Out of the data below, copy every line with the string "content".

--- DATA SUPPLIED Enclosed Below ---

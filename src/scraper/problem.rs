use super::selector;
use super::text::{inline_text, plain, preformatted_text, BlockCollector};
use super::ProblemLayout;
use crate::document::{Contest, ProblemDocument, Sample};
use crate::error::{Result, ScraperError};
pub use crate::{log_debug, log_info, log_warn};
use regex::Regex;
use scraper::{ElementRef, Html};
use std::sync::OnceLock;
use url::Url;

/// Markup rules for `usaco.org` problem pages.
///
/// The page carries two `<h2>` headings (contest, then problem), a results
/// button whose `onclick` holds the contest link, and the statement inside
/// `div.problem-text` with samples in `pre.in` / `pre.out`.
pub struct UsacoLayout {
    base_url: String,
}

impl Default for UsacoLayout {
    fn default() -> Self {
        Self::new("https://usaco.org/")
    }
}

impl UsacoLayout {
    pub fn new(base_url: impl Into<String>) -> Self {
        Self {
            base_url: base_url.into(),
        }
    }

    fn headings(&self, document: &Html) -> Result<Vec<String>> {
        let h2 = selector("h2")?;
        Ok(document
            .select(&h2)
            .map(|el| plain(&inline_text(el)))
            .filter(|text| !text.is_empty())
            .collect())
    }

    fn extract_title(&self, headings: &[String]) -> Option<String> {
        headings
            .iter()
            .find(|h| h.starts_with("Problem"))
            .or_else(|| headings.get(1))
            .cloned()
    }

    fn extract_contest(
        &self,
        document: &Html,
        headings: &[String],
        title: &str,
        source_url: Option<&str>,
    ) -> Result<Option<Contest>> {
        let Some(contest_title) = headings.iter().find(|h| h.as_str() != title) else {
            return Ok(None);
        };

        let division = contest_title
            .split_whitespace()
            .last()
            .filter(|word| !word.ends_with(','))
            .map(str::to_string);

        Ok(Some(Contest {
            title: contest_title.clone(),
            url: self.extract_contest_url(document, source_url)?,
            division,
        }))
    }

    fn extract_contest_url(&self, document: &Html, source_url: Option<&str>) -> Result<Option<String>> {
        let button = selector("button[onclick]")?;
        let href = document
            .select(&button)
            .filter_map(|el| el.value().attr("onclick"))
            .find_map(|onclick| onclick.split('\'').nth(1))
            .filter(|href| !href.is_empty());

        let Some(href) = href else {
            return Ok(None);
        };

        let base = source_url
            .and_then(|u| Url::parse(u).ok())
            .or_else(|| Url::parse(&self.base_url).ok());

        Ok(base
            .and_then(|base| base.join(href).ok())
            .map(|url| url.to_string()))
    }

    fn extract_samples(&self, statement: ElementRef<'_>) -> Result<Vec<Sample>> {
        let inputs: Vec<String> = statement
            .select(&selector("pre.in")?)
            .map(preformatted_text)
            .collect();
        let outputs: Vec<String> = statement
            .select(&selector("pre.out")?)
            .map(preformatted_text)
            .collect();

        if inputs.len() != outputs.len() {
            return Err(ScraperError::SampleMismatch {
                inputs: inputs.len(),
                outputs: outputs.len(),
            }
            .into());
        }

        Ok(inputs
            .into_iter()
            .zip(outputs)
            .map(|(input, output)| Sample { input, output })
            .collect())
    }
}

impl ProblemLayout for UsacoLayout {
    fn extract(&self, document: &Html, source_url: Option<&str>) -> Result<ProblemDocument> {
        let headings = self.headings(document)?;
        let title = self
            .extract_title(&headings)
            .ok_or(ScraperError::MissingSection("problem title"))?;
        log_debug!("[scraper] Found problem title: {}", title);

        let contest = self.extract_contest(document, &headings, &title, source_url)?;
        if contest.is_none() {
            log_warn!("[scraper] No contest heading found for {}", title);
        }

        let statement = document
            .select(&selector("div.problem-text")?)
            .next()
            .ok_or(ScraperError::MissingSection("statement body"))?;

        let body = BlockCollector::default().collect(statement);
        if body.is_empty() {
            return Err(ScraperError::MissingSection("statement body").into());
        }

        let samples = self.extract_samples(statement)?;

        let limits_text = body
            .iter()
            .filter_map(|block| match block {
                crate::document::Block::Paragraph(text) => Some(plain(text)),
                _ => None,
            })
            .collect::<Vec<_>>()
            .join("\n");
        let time_limit = capture(time_limit_pattern(), &limits_text);
        let memory_limit = capture(memory_limit_pattern(), &limits_text);

        log_info!(
            "[scraper] Extracted '{}': {} blocks, {} samples",
            title,
            body.len(),
            samples.len()
        );

        Ok(ProblemDocument {
            url: source_url.map(str::to_string),
            contest,
            title,
            time_limit,
            memory_limit,
            body,
            samples,
        })
    }
}

fn time_limit_pattern() -> &'static Regex {
    static PATTERN: OnceLock<Regex> = OnceLock::new();
    PATTERN.get_or_init(|| {
        Regex::new(r"(?i)time limit[^.\n]*?\bis\s+(\d+(?:\.\d+)?\s*(?:ms|milliseconds?|seconds?|s)\b)")
            .expect("time limit pattern is valid")
    })
}

fn memory_limit_pattern() -> &'static Regex {
    static PATTERN: OnceLock<Regex> = OnceLock::new();
    PATTERN.get_or_init(|| {
        Regex::new(r"(?i)memory limit[^.\n]*?\bis\s+(\d+\s*(?:[kmg]i?b|megabytes?|gigabytes?)\b)")
            .expect("memory limit pattern is valid")
    })
}

fn capture(pattern: &Regex, text: &str) -> Option<String> {
    pattern
        .captures(text)
        .and_then(|caps| caps.get(1))
        .map(|m| m.as_str().trim().to_string())
}
pub mod client;
pub mod config;
pub mod document;
pub mod error;
pub mod gui;
pub mod logging;
pub mod pipeline;
pub mod scraper;
pub mod utils;
pub mod writer;

pub use document::ProblemDocument;
pub use error::{AppError, Result};
pub use pipeline::Pipeline;
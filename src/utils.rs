use crate::error::Result;
pub use crate::log_debug;
use std::fs::{self, File};
use std::io::Write;
use std::path::Path;

pub fn ensure_directory(dir: &Path) -> Result<()> {
    if !dir.exists() {
        fs::create_dir_all(dir)?;
        log_debug!("[utils] Created directory {}", dir.display());
    }
    Ok(())
}

pub fn save_json(data: &impl serde::Serialize, path: impl AsRef<Path>) -> Result<()> {
    if let Some(parent) = path.as_ref().parent() {
        if !parent.as_os_str().is_empty() {
            fs::create_dir_all(parent)?;
        }
    }

    let json_string = serde_json::to_string_pretty(data)?;
    let mut file = File::create(path)?;
    file.write_all(json_string.as_bytes())?;
    Ok(())
}

pub fn load_json<T: serde::de::DeserializeOwned>(path: impl AsRef<Path>) -> Result<T> {
    let content = fs::read_to_string(path)?;
    Ok(serde_json::from_str(&content)?)
}
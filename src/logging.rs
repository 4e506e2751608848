use crate::config::LogConfig;
use crate::error::{AppError, ConfigError, Result};
use tracing::Level;
use tracing_appender::rolling::{RollingFileAppender, Rotation};
use tracing_subscriber::{fmt, layer::SubscriberExt, Layer, Registry};

#[derive(Debug)]
pub struct LoggerConfig {
    /// No file layer is installed when this is `None`.
    pub directory: Option<String>,
    pub file_name: String,
    pub rotation: Rotation,
    pub level: Level,
}

impl Default for LoggerConfig {
    fn default() -> Self {
        Self {
            directory: None,
            file_name: "usaco-scraper.log".to_string(),
            rotation: Rotation::DAILY,
            level: Level::INFO,
        }
    }
}

impl LoggerConfig {
    pub fn from_config(config: &LogConfig, level_override: Option<&str>) -> Result<Self> {
        let level = parse_log_level(level_override.unwrap_or(&config.level))?;
        Ok(Self {
            directory: config.directory.clone(),
            file_name: config.filename.clone(),
            rotation: Rotation::DAILY,
            level,
        })
    }
}

pub fn init_logging(config: LoggerConfig) -> Result<()> {
    let level_filter = tracing::level_filters::LevelFilter::from_level(config.level);

    let file_layer = match config.directory {
        Some(directory) => {
            std::fs::create_dir_all(&directory).map_err(|e| {
                AppError::Config(ConfigError::FileRead(std::io::Error::new(
                    std::io::ErrorKind::Other,
                    format!("Failed to create log directory: {}", e),
                )))
            })?;

            let file_appender = RollingFileAppender::new(config.rotation, directory, config.file_name);

            Some(
                fmt::layer()
                    .with_file(true)
                    .with_line_number(true)
                    .with_writer(file_appender)
                    .with_target(true)
                    .with_level(true)
                    .with_ansi(false)
                    .with_filter(level_filter),
            )
        }
        None => None,
    };

    // stdout is reserved for `--print`
    let console_layer = fmt::layer()
        .with_writer(std::io::stderr)
        .with_target(false)
        .with_level(true)
        .with_ansi(true)
        .with_filter(level_filter);

    let subscriber = Registry::default().with(file_layer).with(console_layer);

    tracing::subscriber::set_global_default(subscriber).map_err(|e| {
        AppError::Config(ConfigError::InvalidValue(format!(
            "Failed to set global subscriber: {}",
            e
        )))
    })?;

    Ok(())
}

pub fn parse_log_level(level: &str) -> Result<Level> {
    match level.to_lowercase().as_str() {
        "trace" => Ok(Level::TRACE),
        "debug" => Ok(Level::DEBUG),
        "info" => Ok(Level::INFO),
        "warn" => Ok(Level::WARN),
        "error" => Ok(Level::ERROR),
        _ => Err(AppError::Config(ConfigError::InvalidValue(format!(
            "Invalid log level: {}",
            level
        )))),
    }
}

// Helper macros for consistent logging with error handling
#[macro_export]
macro_rules! log_error {
    ($err:expr => $($arg:tt)*) => {{
        let err: &$crate::error::AppError = &$err;
        tracing::error!(error = %err, kind = err.kind(), $($arg)*)
    }};
    ($($arg:tt)*) => {
        tracing::error!($($arg)*)
    };
}

#[macro_export]
macro_rules! log_warn {
    ($($arg:tt)*) => {
        tracing::warn!($($arg)*);
    };
}

#[macro_export]
macro_rules! log_info {
    ($($arg:tt)*) => {
        tracing::info!($($arg)*);
    };
}

#[macro_export]
macro_rules! log_debug {
    ($($arg:tt)*) => {
        tracing::debug!($($arg)*);
    };
}
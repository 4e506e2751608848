/// One problem statement as extracted from a problem page.
///
/// Built once by a [`ProblemLayout`](crate::scraper::ProblemLayout) and handed
/// to the writer; nothing mutates it afterwards.
#[derive(Debug, Clone, PartialEq)]
pub struct ProblemDocument {
    pub url: Option<String>,
    pub contest: Option<Contest>,
    pub title: String,
    pub time_limit: Option<String>,
    pub memory_limit: Option<String>,
    pub body: Vec<Block>,
    pub samples: Vec<Sample>,
}

#[derive(Debug, Clone, PartialEq)]
pub struct Contest {
    pub title: String,
    pub url: Option<String>,
    pub division: Option<String>,
}

#[derive(Debug, Clone, PartialEq)]
pub struct Sample {
    pub input: String,
    pub output: String,
}

#[derive(Debug, Clone, PartialEq)]
pub enum Block {
    Heading(String),
    Paragraph(String),
    ListItem(String),
    Code(String),
}

impl ProblemDocument {
    /// Abbreviated file stem such as `P1_2023-Candy_Cane_Feast`.
    ///
    /// Falls back to the title with spaces replaced when the contest year or
    /// problem number cannot be read.
    pub fn slug(&self) -> String {
        let words: Vec<&str> = self.title.split_whitespace().collect();
        let year = self
            .contest
            .as_ref()
            .and_then(|c| c.title.split_whitespace().nth(1))
            .filter(|y| y.chars().all(|c| c.is_ascii_digit()));
        let number = words
            .get(1)
            .and_then(|w| w.split('.').next())
            .filter(|n| !n.is_empty() && n.chars().all(|c| c.is_ascii_digit()));

        match (year, number) {
            (Some(year), Some(number)) if words.len() > 2 => {
                format!("P{}_{}-{}", number, year, sanitize(&words[2..].join("_")))
            }
            _ => sanitize(&words.join("_")),
        }
    }
}

fn sanitize(name: &str) -> String {
    name.chars()
        .filter(|c| c.is_alphanumeric() || matches!(c, '_' | '-'))
        .collect()
}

--- End of Enclosed DATA SUPPLIED ---

■ **REPLY**:
    let content = fs::read_to_string(path)?;
    Ok(serde_json::from_str(&content)?)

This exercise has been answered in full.